If consciousness is an illusion, who is being illuded?

OK, we can speak the same language. Consciousness is an application. It’s running high level code who knows how many layers above the machine level. It’s a very dynamic application, it can reflect on it’s operation and modify itself, but it can’t reflect directly on the lower level processes, and although can sometimes get the underlying code modified it’s not done directly either. The lack of ability to see those underlying processes creates the illusion that they do not exist, and that that our thoughts come directly through the brain (or mind depending on your point of view).

I don’t have any way of telling but I believe there are complex interface layers between the levels of code and that is what prevents introspection beneath the covers.

We appear to be on the same (code-)page.

I would sign off on this description as well. The word “emergent” is one I’m rather fond of in this context as well, but it doesn’t capture the sense of microprocesses at work as elegantly as this description does.

What is excellent about that metaphor is that it captures that we are describing one and the same thing at different level descriptors, much akin to trying to describe a moving river of water. It is valid to attempt to describe that river by the actions of individual water molecules but sometimes the macroscopic level of fluid dynamics and flow, emergent of the patterns of interactions, is the more useful descriptor level.

What the metaphor misses is that the “higher language code” (a conscious sense of self with agency) is not at play for most of the information processing being done.

Let’s back up some. I am fairly sure that a salamander feels pain and experiences sensations but highly doubt that it has a similar sense of self as we do. It seems likely to me that the higher language code, the sense of self with agency, only comes into play in the parts of the brain that are integrating and tangling lower level resonating strange loops of information processing to a degree that higher level abstract concepts are being creating and handled …

From one of the Hindu philosophy viewpoints, the observer and the observed are both part of the system and are not separable. Just like a photon behaves as a particle or a wave, depending on the observer and the setup. What is the nature of the photon (whether particle or wave) when not interacting with anything else is an unanswerable question. (Correct me if I am wrong on my understanding of the physics here)

The deception comes from thinking that events are independent of the observer (you). You either feel that there is a causality relationship between you and events around or that events are totally independent of you. In reality, they can be the first or the second, the first and the second, neither the first nor the second …

Agreed. The illusion is created as much by the audience as by the magician. But the audience members think they are observers and observing something objectively - and that’s where the member is deceiving her/himself.

I didn’t want to just leave this with a very broad and somewhat misleading analogy. I have decribed layers with a consciousness layer at the top. Layers don’t describe it well because it sounds like a simple stack of processes when it is likely to be a web of interconnected processes with no real top. There’s no way to tell if higher level processes can use the consciousness for something else with the same kind of one way interface seen with what we describe as lower level processes. At least we know there is a bottom, that’s the level of the brain as a machine, but no idea still how it interconnects with the higher level processes.
The one way interfaces between processes are very interesting to me. There has to be a reason why they exist that way. It might simply be dealing with very different means of processing between nodes such as encountered with device interfaces in computers where the logical and physical definitions of the device are greatly different. It could also be some kind of security, to keep us from screwing up the other processes we can’t see. Or maybe it’s something very simple like a lack of necessity. I think it has a lot to do with all sorts of our illusions besides consciousness itself.

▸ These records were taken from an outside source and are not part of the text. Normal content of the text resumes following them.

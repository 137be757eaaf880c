//! End-to-end validation of complete documents: one valid fixture, then one
//! mutation per rule family to confirm the finding and its field path.

use chrono::NaiveDate;
use notafiscal::core::{
    Cobr, ConstraintKind, Dest, Det, DetPag, Dup, Emit, Endereco, Entrega, Fat, IcmsTot, Ide,
    Imposto, InfAdic, Med, Nfe, NfeError, Pag, ProdutoEspecifico, Total, Transp, Transporta, Uf,
};
use notafiscal::icms::IcmsPayload;
use notafiscal::validate::{ValidationConfig, validate_nfe};
use rust_decimal_macros::dec;

const CNPJ_EMITENTE: &str = "11222333000181";
const CPF_DESTINATARIO: &str = "52998224725";

fn endereco() -> Endereco {
    Endereco {
        x_lgr: "Avenida Paulista".into(),
        nro: "1000".into(),
        x_cpl: Some("Conjunto 52".into()),
        x_bairro: "Bela Vista".into(),
        c_mun: "3550308".into(),
        uf: "SP".into(),
        cep: Some("01310100".into()),
        c_pais: Some(1058),
        fone: "1133334444".into(),
    }
}

fn ide() -> Ide {
    Ide {
        nat_op: "VENDA DE MERCADORIA".into(),
        serie: Some(1),
        n_nf: 4321,
        dh_emi: None,
        dh_sai_ent: None,
        tp_nf: "1".into(),
        id_dest: "1".into(),
        tp_imp: "1".into(),
        fin_nfe: "1".into(),
        ind_final: "1".into(),
        ind_pres: "1".into(),
        ind_intermed: None,
        nf_ref: Vec::new(),
    }
}

fn emit() -> Emit {
    Emit {
        cnpj: CNPJ_EMITENTE.into(),
        x_nome: "Distribuidora Andorinha Ltda".into(),
        x_fant: Some("Andorinha".into()),
        ender_emit: endereco(),
        ie: "110042490114".into(),
        iest: None,
        conjugada: None,
        crt: "3".into(),
    }
}

fn dest() -> Dest {
    Dest {
        cpf_cnpj: Some(CPF_DESTINATARIO.into()),
        x_nome: "Maria da Silva".into(),
        ender_dest: endereco(),
        ind_ie_dest: "9".into(),
        ie: None,
        isuf: None,
        im: None,
        email: Some("maria@exemplo.com.br".into()),
    }
}

fn icms_00() -> IcmsPayload {
    IcmsPayload {
        orig: Some("0".into()),
        mod_bc: Some("3".into()),
        v_bc: Some(dec!(250.00)),
        p_icms: Some(dec!(18)),
        v_icms: Some(dec!(45.00)),
        ..Default::default()
    }
}

fn det() -> Det {
    Det {
        c_prod: Some("CAD-01".into()),
        c_ean: Some("7891234567895".into()),
        x_prod: "Caderno universitario 96 folhas".into(),
        ncm: Some("48202000".into()),
        nve: Vec::new(),
        cest: None,
        ind_escala: None,
        cnpj_fab: None,
        c_benef: None,
        ex_tipi: None,
        cfop: 5102,
        u_com: "UN".into(),
        q_com: dec!(20),
        v_un_com: dec!(12.5),
        v_prod: dec!(250.00),
        c_ean_trib: None,
        u_trib: "UN".into(),
        q_trib: dec!(20),
        v_un_trib: dec!(12.5),
        v_frete: None,
        v_seg: None,
        v_desc: None,
        v_outro: None,
        ind_tot: "1".into(),
        di: Vec::new(),
        det_export: Vec::new(),
        x_ped: None,
        n_item_ped: None,
        n_fci: None,
        rastro: Vec::new(),
        produto_especifico: None,
        imposto: Imposto {
            v_tot_trib: None,
            icms: icms_00(),
            icms_uf_dest: None,
            ipi: None,
            ii: None,
            pis: None,
            pis_st: None,
            cofins: None,
            cofins_st: None,
            issqn: None,
        },
    }
}

fn total() -> Total {
    Total {
        icms_tot: IcmsTot {
            v_bc: dec!(250.00),
            v_icms: dec!(45.00),
            v_icms_deson: dec!(0),
            v_fcp: dec!(0),
            v_bc_st: dec!(0),
            v_st: dec!(0),
            v_fcp_st: dec!(0),
            v_fcp_st_ret: dec!(0),
            v_prod: dec!(250.00),
            v_frete: dec!(0),
            v_seg: dec!(0),
            v_desc: dec!(0),
            v_ii: dec!(0),
            v_ipi: dec!(0),
            v_ipi_devol: dec!(0),
            v_pis: dec!(4.13),
            v_cofins: dec!(19.00),
            v_outro: dec!(0),
            v_nf: dec!(250.00),
            v_tot_trib: None,
        },
        issqn_tot: None,
        ret_trib: None,
    }
}

fn nfe() -> Nfe {
    Nfe {
        ide: ide(),
        emit: emit(),
        dest: dest(),
        retirada: None,
        entrega: None,
        aut_xml: vec![CNPJ_EMITENTE.to_string()],
        det: vec![det()],
        total: total(),
        transp: Transp {
            mod_frete: "0".into(),
            transporta: None,
            veic_transp: None,
            vol: Vec::new(),
        },
        cobr: Some(Cobr {
            fat: Some(Fat {
                n_fat: "FAT-4321".into(),
                v_orig: dec!(250.00),
                v_desc: None,
                v_liq: dec!(250.00),
            }),
            dup: vec![Dup {
                n_dup: "001".into(),
                d_venc: NaiveDate::from_ymd_opt(2024, 7, 15),
                v_dup: dec!(250.00),
            }],
        }),
        pag: Pag {
            det_pag: vec![DetPag {
                ind_pag: Some("0".into()),
                t_pag: "01".into(),
                v_pag: dec!(250.00),
                card: None,
            }],
            v_troco: None,
        },
        inf_adic: None,
    }
}

fn config() -> ValidationConfig {
    ValidationConfig {
        uf_emitente: Uf::Sp,
    }
}

fn findings(result: Result<Nfe, NfeError>) -> Vec<notafiscal::core::ValidationError> {
    match result {
        Ok(_) => panic!("esperava falha de validação"),
        Err(NfeError::Validacao(errors)) => errors,
        Err(err) => panic!("erro inesperado: {err}"),
    }
}

#[test]
fn complete_document_validates() {
    let result = validate_nfe(&nfe(), &config());
    assert!(result.is_ok(), "{result:?}");
}

#[test]
fn normalization_strips_accents_and_fills_defaults() {
    let mut doc = nfe();
    doc.ide.nat_op = "  Venda à vista  ".into();
    doc.ide.serie = None;
    doc.ide.dh_emi = None;
    doc.dest.x_nome = "José Conceição".into();

    let validated = validate_nfe(&doc, &config()).unwrap();
    assert_eq!(validated.ide.nat_op, "Venda a vista");
    assert_eq!(validated.ide.serie, Some(0));
    assert!(validated.ide.dh_emi.is_some());
    assert!(validated.ide.dh_sai_ent.is_some());
    assert_eq!(validated.dest.x_nome, "Jose Conceicao");
}

#[test]
fn emitter_checksum_failure_is_reported() {
    let mut doc = nfe();
    doc.emit.cnpj = "11222333000199".into();
    let errors = findings(validate_nfe(&doc, &config()));
    assert_eq!(errors.len(), 1);
    assert_eq!(errors[0].field, "emit.CNPJ");
    assert_eq!(errors[0].kind, ConstraintKind::Checksum);
}

#[test]
fn foreign_recipient_round_trip() {
    // 20-character foreign id with indicator 9 and no IE validates.
    let mut doc = nfe();
    doc.dest.cpf_cnpj = Some("PASS-1998-BR-000-077".into());
    doc.dest.ind_ie_dest = "9".into();
    doc.dest.ie = None;
    assert!(validate_nfe(&doc, &config()).is_ok());

    // Same recipient with indicator 1 fails on the registration value.
    doc.dest.ind_ie_dest = "1".into();
    let errors = findings(validate_nfe(&doc, &config()));
    assert!(errors.iter().all(|e| e.kind == ConstraintKind::CrossField));
    assert!(
        errors
            .iter()
            .any(|e| e.field == "dest.IE" && e.message == "Para indIEDest='1', IE é obrigatória")
    );
}

#[test]
fn document_needs_at_least_one_item() {
    let mut doc = nfe();
    doc.det.clear();
    let errors = findings(validate_nfe(&doc, &config()));
    assert_eq!(errors.len(), 1);
    assert_eq!(errors[0].field, "det");
    assert_eq!(errors[0].kind, ConstraintKind::Structural);
}

#[test]
fn benefit_state_message_names_the_state() {
    let doc = nfe();
    let errors = findings(validate_nfe(
        &doc,
        &ValidationConfig {
            uf_emitente: Uf::Sc,
        },
    ));
    assert_eq!(errors.len(), 1);
    assert_eq!(errors[0].field, "det[0].cBenef");
    assert_eq!(
        errors[0].message,
        "Para UF do Emitente='SC', cBenef é obrigatório"
    );

    // Outside the fixed state set the same document passes untouched.
    assert!(validate_nfe(&doc, &config()).is_ok());
}

#[test]
fn unresolvable_icms_payload_is_one_domain_finding() {
    let mut doc = nfe();
    doc.det[0].imposto.icms = IcmsPayload {
        orig: Some("0".into()),
        v_bc: Some(dec!(250.00)),
        v_bc_st_ret: Some(dec!(10.00)),
        p_cred_sn: Some(dec!(2)),
        ..Default::default()
    };
    let errors = findings(validate_nfe(&doc, &config()));
    assert_eq!(errors.len(), 1);
    assert_eq!(errors[0].field, "det[0].imposto.ICMS");
    assert_eq!(errors[0].kind, ConstraintKind::DomainEnum);
}

#[test]
fn all_findings_surface_in_one_pass() {
    let mut doc = nfe();
    doc.emit.cnpj = "11222333000199".into(); // checksum
    doc.ide.tp_nf = "7".into(); // domain
    doc.det[0].v_prod = dec!(250.001); // precision
    doc.dest.ind_ie_dest = "2".into();
    doc.dest.ie = Some("123456789".into()); // cross-field

    let errors = findings(validate_nfe(&doc, &config()));
    assert_eq!(errors.len(), 4);
    let kinds: Vec<ConstraintKind> = errors.iter().map(|e| e.kind).collect();
    assert!(kinds.contains(&ConstraintKind::Checksum));
    assert!(kinds.contains(&ConstraintKind::DomainEnum));
    assert!(kinds.contains(&ConstraintKind::Precision));
    assert!(kinds.contains(&ConstraintKind::CrossField));
}

#[test]
fn delivery_party_is_validated() {
    let mut doc = nfe();
    doc.entrega = Some(Entrega {
        cpf_cnpj: Some("123".into()),
        x_nome: Some("Depósito Central".into()),
        endereco: endereco(),
        fone: None,
        email: None,
        ie: None,
    });
    let errors = findings(validate_nfe(&doc, &config()));
    assert_eq!(errors.len(), 1);
    assert_eq!(errors[0].field, "entrega.cpfCnpj");
}

#[test]
fn medicine_item_requires_registry_or_justification() {
    let mut doc = nfe();
    doc.det[0].produto_especifico = Some(ProdutoEspecifico::Medicamento(Med {
        c_prod_anvisa: None,
        x_motivo_isencao: None,
        v_pmc: dec!(19.90),
    }));
    let errors = findings(validate_nfe(&doc, &config()));
    assert_eq!(errors.len(), 1);
    assert_eq!(errors[0].field, "det[0].med.xMotivoIsencao");

    doc.det[0].produto_especifico = Some(ProdutoEspecifico::Medicamento(Med {
        c_prod_anvisa: Some("1234567890123".into()),
        x_motivo_isencao: None,
        v_pmc: dec!(19.90),
    }));
    assert!(validate_nfe(&doc, &config()).is_ok());
}

#[test]
fn carrier_registration_requires_state() {
    let mut doc = nfe();
    doc.transp.transporta = Some(Transporta {
        cnpj: Some(CNPJ_EMITENTE.into()),
        cpf: None,
        x_nome: Some("Transportes Rapidos Ltda".into()),
        ie: Some("123456789".into()),
        x_ender: None,
        x_mun: None,
        uf: None,
    });
    let errors = findings(validate_nfe(&doc, &config()));
    assert_eq!(errors.len(), 1);
    assert_eq!(errors[0].field, "transp.transporta.UF");
}

#[test]
fn addenda_length_limits() {
    let mut doc = nfe();
    doc.inf_adic = Some(InfAdic {
        inf_ad_fisco: Some("x".repeat(2001)),
        inf_cpl: Some("Entrega no período da manhã".into()),
    });
    let errors = findings(validate_nfe(&doc, &config()));
    assert_eq!(errors.len(), 1);
    assert_eq!(errors[0].field, "infAdic.infAdFisco");
}

#[test]
fn input_document_is_not_mutated() {
    let doc = nfe();
    let mut com_acentos = doc.clone();
    com_acentos.dest.x_nome = "José".into();
    let validated = validate_nfe(&com_acentos, &config()).unwrap();
    assert_eq!(validated.dest.x_nome, "Jose");
    assert_eq!(com_acentos.dest.x_nome, "José");
}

I think the consciousness certainly involves multiple high level applications. It’s difficult to know which of them are working at that sense of self level or just being used as tools by other parts. I think analogies begin to fail at this point in terms of how these processes work, though we can still use them to describe what they appear to do. This is partly why I find the one way interfaces interesting.

I have to get that Hofstadter book to see more specifically what he means by ‘strange loops’. I don’t like the phrase ‘strange loops’ because it sounds kind of woo-ish, there’s nothing really ‘strange’ there to me. In terms of loops I think he is talking about re-entrancy and extensibility as we see it in computers. When pseudo-code is executed with a tight kernel, and is extensible by using the pseudo-code to extend the kernel we can start to see the underpinnings of the behavior. Another example is seen in OO where different different objects systems interact with each other. The comparison to Escher drawings seems to be more about abstraction and polymorphism to me, only slightly related, but certainly another part of the consciousness mystery.